• _Supplied information_
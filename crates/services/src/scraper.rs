//! Contact scraper: fetch one page and pull emails, phone numbers, postal
//! addresses and a likely contact person out of it with fixed patterns.
//!
//! There is no crawling, JavaScript rendering or retrying. A batch scrape
//! visits each URL once, in order.

use std::collections::{BTreeMap, BTreeSet};
use std::time::Duration;

use bizagent_core::models::contact::{ContactInfo, ScrapeResult};
use eyre::{Result, WrapErr};
use regex::Regex;
use reqwest::Client;
use scraper::{Html, Selector};
use tracing::{debug, info, warn};

const USER_AGENT: &str =
    "Mozilla/5.0 (X11; Linux x86_64) AppleWebKit/537.36 (KHTML, like Gecko) Chrome/124.0 Safari/537.36";

const IGNORED_EMAIL_DOMAINS: &[&str] = &[
    "example.com",
    "example.org",
    "domain.com",
    "email.com",
    "sentry.io",
    "wixpress.com",
];

const ASSET_SUFFIXES: &[&str] = &[".png", ".jpg", ".jpeg", ".gif", ".svg", ".webp"];

/// Pure HTML-to-contacts extraction. Holds the compiled patterns.
pub struct ContactExtractor {
    email_regex: Regex,
    phone_regex: Regex,
    address_regex: Regex,
    whitespace_regex: Regex,
    person_label_regex: Regex,
    person_title_before_regex: Regex,
    person_title_after_regex: Regex,
    link_selector: Selector,
}

impl ContactExtractor {
    pub fn new() -> Self {
        Self {
            email_regex: Regex::new(r"(?i)\b[a-z0-9._%+-]+@[a-z0-9.-]+\.[a-z]{2,}\b")
                .expect("Failed to compile email regex"),
            phone_regex: Regex::new(
                r"(?:\+\d{1,3}[\s.-]?)?(?:\(\d{2,4}\)|\d{2,4})(?:[\s.-]?\d{2,4}){2,4}",
            )
            .expect("Failed to compile phone regex"),
            address_regex: Regex::new(
                r"\b\d{1,6}\s+(?:(?:[A-Z][A-Za-z.'-]*|\d+(?:st|nd|rd|th))\s+){1,5}(?:Street|St|Avenue|Ave|Road|Rd|Boulevard|Blvd|Lane|Ln|Drive|Dr|Court|Ct|Way|Place|Pl|Parkway|Pkwy|Highway|Hwy)\b\.?(?:,?\s+(?:Suite|Ste|Unit|#)\s*[A-Za-z0-9-]+)?(?:,\s*[A-Z][A-Za-z .'-]+,\s*[A-Z]{2}\s+\d{5}(?:-\d{4})?)?",
            )
            .expect("Failed to compile address regex"),
            whitespace_regex: Regex::new(r"\s+").expect("Failed to compile whitespace regex"),
            person_label_regex: Regex::new(
                r"(?:Contact Person|Contact|Attn|Attention)\s*:\s*([A-Z][a-z]+(?:\s+[A-Z][a-z]+){1,2})",
            )
            .expect("Failed to compile contact label regex"),
            person_title_before_regex: Regex::new(
                r"(?:CEO|Co-Founder|Founder|Owner|President|Managing Director)\s*[:\-]\s*([A-Z][a-z]+(?:\s+[A-Z][a-z]+){1,2})",
            )
            .expect("Failed to compile title regex"),
            person_title_after_regex: Regex::new(
                r"([A-Z][a-z]+(?:\s+[A-Z][a-z]+){1,2}),?\s+(?:-\s+)?(?:CEO|Co-Founder|Founder|Owner|President|Managing Director)\b",
            )
            .expect("Failed to compile title regex"),
            link_selector: Selector::parse("a[href]").expect("static href selector"),
        }
    }

    /// Extracts contact details from a raw HTML document.
    pub fn extract(&self, html: &str) -> ContactInfo {
        let document = Html::parse_document(html);
        let blocks = self.text_blocks(&document);
        let text = blocks.join(" ");

        let mut emails = BTreeSet::new();
        let mut phones: BTreeMap<String, String> = BTreeMap::new();

        for element in document.select(&self.link_selector) {
            let Some(href) = element.value().attr("href") else {
                continue;
            };
            if let Some(target) = strip_prefix_ignore_case(href, "mailto:") {
                let address = target.split('?').next().unwrap_or_default();
                self.collect_emails(&urlencoding::decode(address).unwrap_or_default(), &mut emails);
            } else if let Some(number) = strip_prefix_ignore_case(href, "tel:") {
                self.collect_phones(number, &mut phones);
            }
        }

        self.collect_emails(&text, &mut emails);
        self.collect_phones(&text, &mut phones);

        let addresses = self
            .address_regex
            .find_iter(&text)
            .map(|m| m.as_str().trim().trim_end_matches(',').to_string())
            .collect();

        ContactInfo {
            emails,
            phones: phones.into_values().collect(),
            addresses,
            contact_person: blocks.iter().find_map(|block| self.find_contact_person(block)),
        }
    }

    /// Text nodes outside script/style, whitespace-collapsed, empty ones dropped.
    fn text_blocks(&self, document: &Html) -> Vec<String> {
        let mut blocks = Vec::new();
        for node in document.root_element().descendants() {
            let Some(text) = node.value().as_text() else {
                continue;
            };
            let hidden = node.ancestors().any(|ancestor| {
                ancestor
                    .value()
                    .as_element()
                    .is_some_and(|el| matches!(el.name(), "script" | "style" | "noscript"))
            });
            if hidden {
                continue;
            }
            let block = self.whitespace_regex.replace_all(text, " ");
            let block = block.trim();
            if !block.is_empty() {
                blocks.push(block.to_string());
            }
        }
        blocks
    }

    fn collect_emails(&self, text: &str, emails: &mut BTreeSet<String>) {
        for m in self.email_regex.find_iter(text) {
            let email = m.as_str().trim_matches('.').to_lowercase();
            if is_plausible_email(&email) {
                emails.insert(email);
            }
        }
    }

    /// Keyed by digits so the same number in different formats is kept once.
    fn collect_phones(&self, text: &str, phones: &mut BTreeMap<String, String>) {
        for m in self.phone_regex.find_iter(text) {
            let display = self.whitespace_regex.replace_all(m.as_str().trim(), " ").to_string();
            let digits: String = display.chars().filter(char::is_ascii_digit).collect();
            if (10..=15).contains(&digits.len()) {
                phones.entry(digits).or_insert(display);
            }
        }
    }

    fn find_contact_person(&self, text: &str) -> Option<String> {
        [
            &self.person_label_regex,
            &self.person_title_before_regex,
            &self.person_title_after_regex,
        ]
        .iter()
        .find_map(|regex| regex.captures(text))
        .and_then(|caps| caps.get(1))
        .map(|m| m.as_str().to_string())
    }
}

impl Default for ContactExtractor {
    fn default() -> Self {
        Self::new()
    }
}

fn strip_prefix_ignore_case<'a>(value: &'a str, prefix: &str) -> Option<&'a str> {
    let head = value.get(..prefix.len())?;
    head.eq_ignore_ascii_case(prefix)
        .then(|| &value[prefix.len()..])
}

fn is_plausible_email(email: &str) -> bool {
    if ASSET_SUFFIXES.iter().any(|suffix| email.ends_with(suffix)) {
        return false;
    }
    let domain = email.rsplit('@').next().unwrap_or_default();
    !IGNORED_EMAIL_DOMAINS
        .iter()
        .any(|ignored| domain == *ignored || domain.ends_with(&format!(".{}", ignored)))
}

/// Prefixes `https://` when the URL has no scheme.
pub fn normalize_url(url: &str) -> String {
    let trimmed = url.trim();
    if trimmed.starts_with("http://") || trimmed.starts_with("https://") {
        trimmed.to_string()
    } else {
        format!("https://{}", trimmed)
    }
}

pub struct ContactScraper {
    client: Client,
    extractor: ContactExtractor,
}

impl ContactScraper {
    pub fn new() -> Result<Self> {
        let client = Client::builder()
            .timeout(Duration::from_secs(15))
            .user_agent(USER_AGENT)
            .build()
            .wrap_err("Failed to build scraper HTTP client")?;

        Ok(Self {
            client,
            extractor: ContactExtractor::new(),
        })
    }

    pub fn extractor(&self) -> &ContactExtractor {
        &self.extractor
    }

    /// Fetches `url` and extracts its contacts. Fetch failures propagate.
    pub async fn scrape(&self, url: &str) -> Result<ContactInfo> {
        let url = normalize_url(url);
        debug!("Scraping {}", url);

        let body = self
            .client
            .get(&url)
            .send()
            .await
            .wrap_err_with(|| format!("Failed to fetch {}", url))?
            .error_for_status()
            .wrap_err_with(|| format!("{} returned an error status", url))?
            .text()
            .await
            .wrap_err_with(|| format!("Failed to read body of {}", url))?;

        let contacts = self.extractor.extract(&body);
        info!(
            "Scraped {}: {} emails, {} phones, {} addresses",
            url,
            contacts.emails.len(),
            contacts.phones.len(),
            contacts.addresses.len()
        );
        Ok(contacts)
    }

    /// Scrapes each site in order, one result per input. A failed site is
    /// reported in its result and does not stop the batch.
    pub async fn scrape_many(&self, urls: &[String], delay: Duration) -> Vec<ScrapeResult> {
        let mut results = Vec::with_capacity(urls.len());

        for (i, url) in urls.iter().enumerate() {
            let result = match self.scrape(url).await {
                Ok(contacts) => ScrapeResult {
                    url: url.clone(),
                    contacts,
                    error: None,
                },
                Err(e) => {
                    warn!("Failed to scrape {}: {:#}", url, e);
                    ScrapeResult {
                        url: url.clone(),
                        contacts: ContactInfo::default(),
                        error: Some(format!("{:#}", e)),
                    }
                }
            };
            results.push(result);

            if !delay.is_zero() && i + 1 < urls.len() {
                tokio::time::sleep(delay).await;
            }
        }

        results
    }
}

#[cfg(test)]
mod tests {
    use super::*;
    use pretty_assertions::assert_eq;
    use rstest::rstest;

    const CONTACT_PAGE: &str = r#"
        <html>
          <head>
            <style>.x { content: "style@example.net"; }</style>
            <script>var support = "tracking@analytics.io";</script>
          </head>
          <body>
            <h1>Acme Widgets</h1>
            <p>Email us at info@acme.io or INFO@acme.io.</p>
            <p>Sales: <a href="mailto:sales@acme.io?subject=Hello">sales@acme.io</a></p>
            <p>Again: info@acme.io</p>
            <p>Download logo@2x.png or icon@3x.webp for print.</p>
            <p>Call (555) 123-4567 or <a href="tel:+1-555-987-6543">+1 555 987 6543</a></p>
            <p>Visit 123 Main Street, Springfield, IL 62704</p>
            <p>Contact: Jane Doe</p>
            <p>Placeholder: name@example.com</p>
          </body>
        </html>
    "#;

    #[test]
    fn test_extract_deduplicates_emails() {
        let info = ContactExtractor::new().extract(CONTACT_PAGE);

        assert_eq!(
            info.emails.into_iter().collect::<Vec<_>>(),
            vec!["info@acme.io".to_string(), "sales@acme.io".to_string()]
        );
    }

    #[test]
    fn test_extract_drops_asset_file_names() {
        let info = ContactExtractor::new().extract(CONTACT_PAGE);

        assert!(!info.emails.contains("logo@2x.png"));
        assert!(!info.emails.contains("icon@3x.webp"));
    }

    #[rstest]
    #[case("logo@2x.png", false)]
    #[case("name@example.com", false)]
    #[case("team@mail.example.org", false)]
    #[case("info@acme.io", true)]
    fn test_is_plausible_email(#[case] email: &str, #[case] expected: bool) {
        assert_eq!(is_plausible_email(email), expected);
    }

    #[test]
    fn test_extract_skips_script_and_style_text() {
        let info = ContactExtractor::new().extract(CONTACT_PAGE);

        assert!(!info.emails.contains("tracking@analytics.io"));
        assert!(!info.emails.contains("style@example.net"));
    }

    #[test]
    fn test_extract_phones_keyed_by_digits() {
        let info = ContactExtractor::new().extract(CONTACT_PAGE);

        assert_eq!(info.phones.len(), 2);
        assert!(info.phones.contains("(555) 123-4567"));
    }

    #[test]
    fn test_extract_address_and_person() {
        let info = ContactExtractor::new().extract(CONTACT_PAGE);

        assert!(info
            .addresses
            .contains("123 Main Street, Springfield, IL 62704"));
        assert_eq!(info.contact_person.as_deref(), Some("Jane Doe"));
    }

    #[rstest]
    #[case("<p>Founder: Maria Lopez</p>", Some("Maria Lopez"))]
    #[case("<p>Our team: John Smith, CEO</p>", Some("John Smith"))]
    #[case("<p>Attn: Sam Taylor</p>", Some("Sam Taylor"))]
    #[case("<p>We build things.</p>", None)]
    fn test_contact_person_patterns(#[case] html: &str, #[case] expected: Option<&str>) {
        let info = ContactExtractor::new().extract(html);
        assert_eq!(info.contact_person.as_deref(), expected);
    }

    #[test]
    fn test_short_numbers_are_not_phones() {
        let info = ContactExtractor::new().extract("<p>Founded 2019-05-01, 42 staff</p>");
        assert!(info.phones.is_empty());
    }

    #[test]
    fn test_empty_page() {
        let info = ContactExtractor::new().extract("");
        assert!(info.is_empty());
    }

    #[rstest]
    #[case("acme.io", "https://acme.io")]
    #[case("  http://acme.io ", "http://acme.io")]
    #[case("https://acme.io/contact", "https://acme.io/contact")]
    fn test_normalize_url(#[case] input: &str, #[case] expected: &str) {
        assert_eq!(normalize_url(input), expected);
    }

    #[tokio::test]
    async fn test_scrape_many_reports_failures_per_site() {
        let scraper = ContactScraper::new().unwrap();
        let urls = vec![
            "http://127.0.0.1:1/unreachable".to_string(),
            "http://127.0.0.1:1/also-unreachable".to_string(),
        ];

        let results = scraper.scrape_many(&urls, Duration::ZERO).await;

        assert_eq!(results.len(), 2);
        assert_eq!(results[0].url, urls[0]);
        assert_eq!(results[1].url, urls[1]);
        assert!(results.iter().all(|r| r.error.is_some() && r.contacts.is_empty()));
    }
}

• _Your task_
Go through the listing above and copy each line in which the string "await" is found.

• _Reply_
            .await
            .await
            let result = match self.scrape(url).await {
                tokio::time::sleep(delay).await;
        let results = scraper.scrape_many(&urls, Duration::ZERO).await;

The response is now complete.